Dance music fans are likely familiar with the evolution of drum'n'bass from its breakbeat hardcore roots through the rhythmic upheaval of jungle and, eventually, into the washed-out, joyless navel-gazing it eventually fell into near the end of the 1990s before UK garage stole its spotlight. That was a lesson hard-learned, so it's understandable (and fortunate) that this decade's significant beat-driven innovations from the UK have gotten only less genteel with time. Compare an early dubstep classic like one of Horsepower Productions' plenty-heavy 2001 singles with some of the outlandish stuff Joker or Zomby have dropped this year, and you can hear what it means for a genre to jump from strength to strength, advancing without diluting. Moving up in this arena means you don't necessarily need to get more tasteful-- and if you do, you just offset it by getting brasher, too.

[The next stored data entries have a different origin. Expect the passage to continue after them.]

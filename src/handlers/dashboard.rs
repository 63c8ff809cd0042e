use axum::{
    Json,
    extract::{Path, State},
    response::{IntoResponse, Response},
};
use serde_json::Value;

use super::message_body;
use crate::{
    auth::AuthUser,
    data::{DataAccess, Fetched},
    error::ApiError,
    models::DashboardOverview,
};

/// dashboard_overview
///
/// [Dashboard Route] Who is signed in and how many records each section holds.
/// Reached only with a valid session; the gate redirects everyone else to `/login`.
#[utoipa::path(
    get,
    path = "/dashboard",
    responses(
        (status = 200, description = "Overview", body = DashboardOverview),
        (status = 303, description = "Not signed in, redirected to /login")
    )
)]
pub async fn dashboard_overview(
    State(data): State<DataAccess>,
    user: AuthUser,
) -> Fetched<DashboardOverview> {
    data.overview(&user.user_id).await
}

/// dashboard_section
///
/// [Dashboard Route] Full listing behind one management screen.
#[utoipa::path(
    get,
    path = "/dashboard/{section}",
    params(("section" = String, Path, description = "events, blogs, gallery or forms")),
    responses(
        (status = 200, description = "Records of the section"),
        (status = 404, description = "Unknown section")
    )
)]
pub async fn dashboard_section(
    State(data): State<DataAccess>,
    Path(section): Path<String>,
) -> Result<Response, ApiError> {
    let response = match section.as_str() {
        "events" => data.events().await.into_response(),
        "blogs" => data.blogs().await.into_response(),
        "gallery" => data.gallery().await.into_response(),
        "forms" => data.forms().await.into_response(),
        _ => return Err(ApiError::NotFound("Section")),
    };
    Ok(response)
}

/// login_page
///
/// Landing target of dashboard redirects. The sign-in form itself lives in the
/// frontend; this only tells API clients where to send credentials.
pub async fn login_page() -> Json<Value> {
    message_body("Sign in with POST /api/auth/login")
}
// --- Events ---

#[tokio::test]
async fn test_event_lifecycle() {
    let app = spawn_app().await;

    let body = create(
        &app,
        "/api/events",
        json!({
            "title": "Diwali Talk",
            "description": "Stories behind the festival of lights",
            "date": "2025-11-01",
            "category": "Festival"
        }),
    )
    .await;
    assert_eq!(body["message"], "Event created successfully");
    let event = &body["event"];
    assert_eq!(event["title"], "Diwali Talk");
    assert_eq!(event["category"], "Festival");
    assert_eq!(event["date"], "2025-11-01T00:00:00Z");
    let id = event["id"].as_i64().unwrap();

    let (status, fetched) = get_json(&app, &format!("/api/events/{id}")).await;
    assert_eq!(status, StatusCode::OK);
    assert_eq!(&fetched, event);

    // Partial update keeps the fields that were left out.
    let response = app
        .client
        .put(app.url(&format!("/api/events/{id}")))
        .bearer_auth(app.admin_token())
        .json(&json!({ "title": "Diwali Evening Talk" }))
        .send()
        .await
        .expect("req fail");
    assert_eq!(response.status(), StatusCode::OK);
    let body: Value = response.json().await.unwrap();
    assert_eq!(body["message"], "Event updated successfully");
    assert_eq!(body["event"]["title"], "Diwali Evening Talk");
    assert_eq!(body["event"]["description"], "Stories behind the festival of lights");

    let delete = || {
        app.client
            .delete(app.url(&format!("/api/events/{id}")))
            .bearer_auth(app.admin_token())
            .send()
    };
    let response = delete().await.expect("req fail");
    assert_eq!(response.status(), StatusCode::OK);
    let body: Value = response.json().await.unwrap();
    assert_eq!(body["message"], "Event deleted successfully");

    let response = delete().await.expect("req fail");
    assert_eq!(response.status(), StatusCode::NOT_FOUND);
    let body: Value = response.json().await.unwrap();
    assert_eq!(body["message"], "Event not found");
}

#[tokio::test]
async fn test_create_event_requires_title_description_and_date() {
    let app = spawn_app().await;

    let response = app
        .client
        .post(app.url("/api/events"))
        .bearer_auth(app.admin_token())
        .json(&json!({ "title": "Diwali Talk", "description": "No date given" }))
        .send()
        .await
        .expect("req fail");

    assert_eq!(response.status(), StatusCode::BAD_REQUEST);
    let body: Value = response.json().await.unwrap();
    assert_eq!(body["message"], "Title, description, and date are required");
    assert!(app.purger.purged().is_empty());
}
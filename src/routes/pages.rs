use crate::{AppState, handlers::dashboard};
use axum::{Router, routing::get};

/// Pages Router Module
///
/// Everything outside `/api`. Anything under `/dashboard`, routed here or not,
/// requires a session; the gate redirects anonymous visitors to `/login`.
pub fn page_routes() -> Router<AppState> {
    Router::new()
        // GET /health
        // Liveness check. Does not touch the datastore.
        .route("/health", get(|| async { "ok" }))
        .route("/login", get(dashboard::login_page))
        .route("/dashboard", get(dashboard::dashboard_overview))
        .route("/dashboard/{section}", get(dashboard::dashboard_section))
}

Evidence of this rarely comes clearer than it does on an album like Silkie's City Limits Volume 1. The London producer broke out big last year with a succession of singles, including the tellingly-titled "Jazz Dubstep", that blended fusiony sophistication with the archetypal shuddering bass wobbles and tightly-built drum patterns that accompanied the genre's mid-decade expansion. The 13 new tracks on City Limits (nine on the triple-12" edition) sound like a wider mission statement of that style, and that this album pulls it off without sounding like an exercise in mannered noodling is a cause for relief. The best moments on City Limits perfect a certain wide-ranging formula: ethereal, borderline-ambient synthesizer chords billow like fluffy airbrushed clouds over deep skank-motion rhythms, jittery breaks, or agitated melodies that keep them grounded in body-moving turf.
So while there's subtlety and refinement in the melodies-- like the fluorescent glow of the synths in "Turvy", or the ultra-smooth digital sax riff in "Beauty"-- the beats knock hard, trembling inside subwoofers and pushing back so heavily you're practically forced to hear every single note in a rhythmic context. At its rawest-- "Spark" and its waist-winding, rave-gone-skanking rhythm; the chattering, long-arm-swinging lope of "Sty"-- Silkie's productions sound a bit like Benga's wobbly, bristling aesthetic having Blade Runner visions. There are subtle nods towards breakbeat and jungle, too, like the choppy, pitched-up chirping vocal samples and Atari bomb-drops in "Quasar" that sound like they could've come from a 1994 Bay B Kane joint.
And even when it all gets pushed to extents as absurd as the eight-minute "Planet X"-- a deep churn of mousetrap percussion and tremulous, rubber-legged bass punctuated with '84-style funk flash on some Jam/Lewis business-- there's more than enough force in its beat to keep entropy at bay. Funny, then, that even with the knack for extended vamps exhibited on this album, the biggest highlight should also be the most succinct song on the record. The Mizz Beats collaboration "Purple Love", with its restless, stammering arpeggio bassline and thickly congealing waves of sweeping pads, is dubstep at its funkiest and most euphoric. It's almost doing City Limits Volume 1 a disservice to call it retrofuturism-- such a tendency has rarely sounded much less indebted to a caricatured past or a cliched tomorrow. And it's good to know that even in the wake of a forward-thinking genre's continued commercial acceptance, it's still possible to keep pushing the limits-- wobbling without falling down.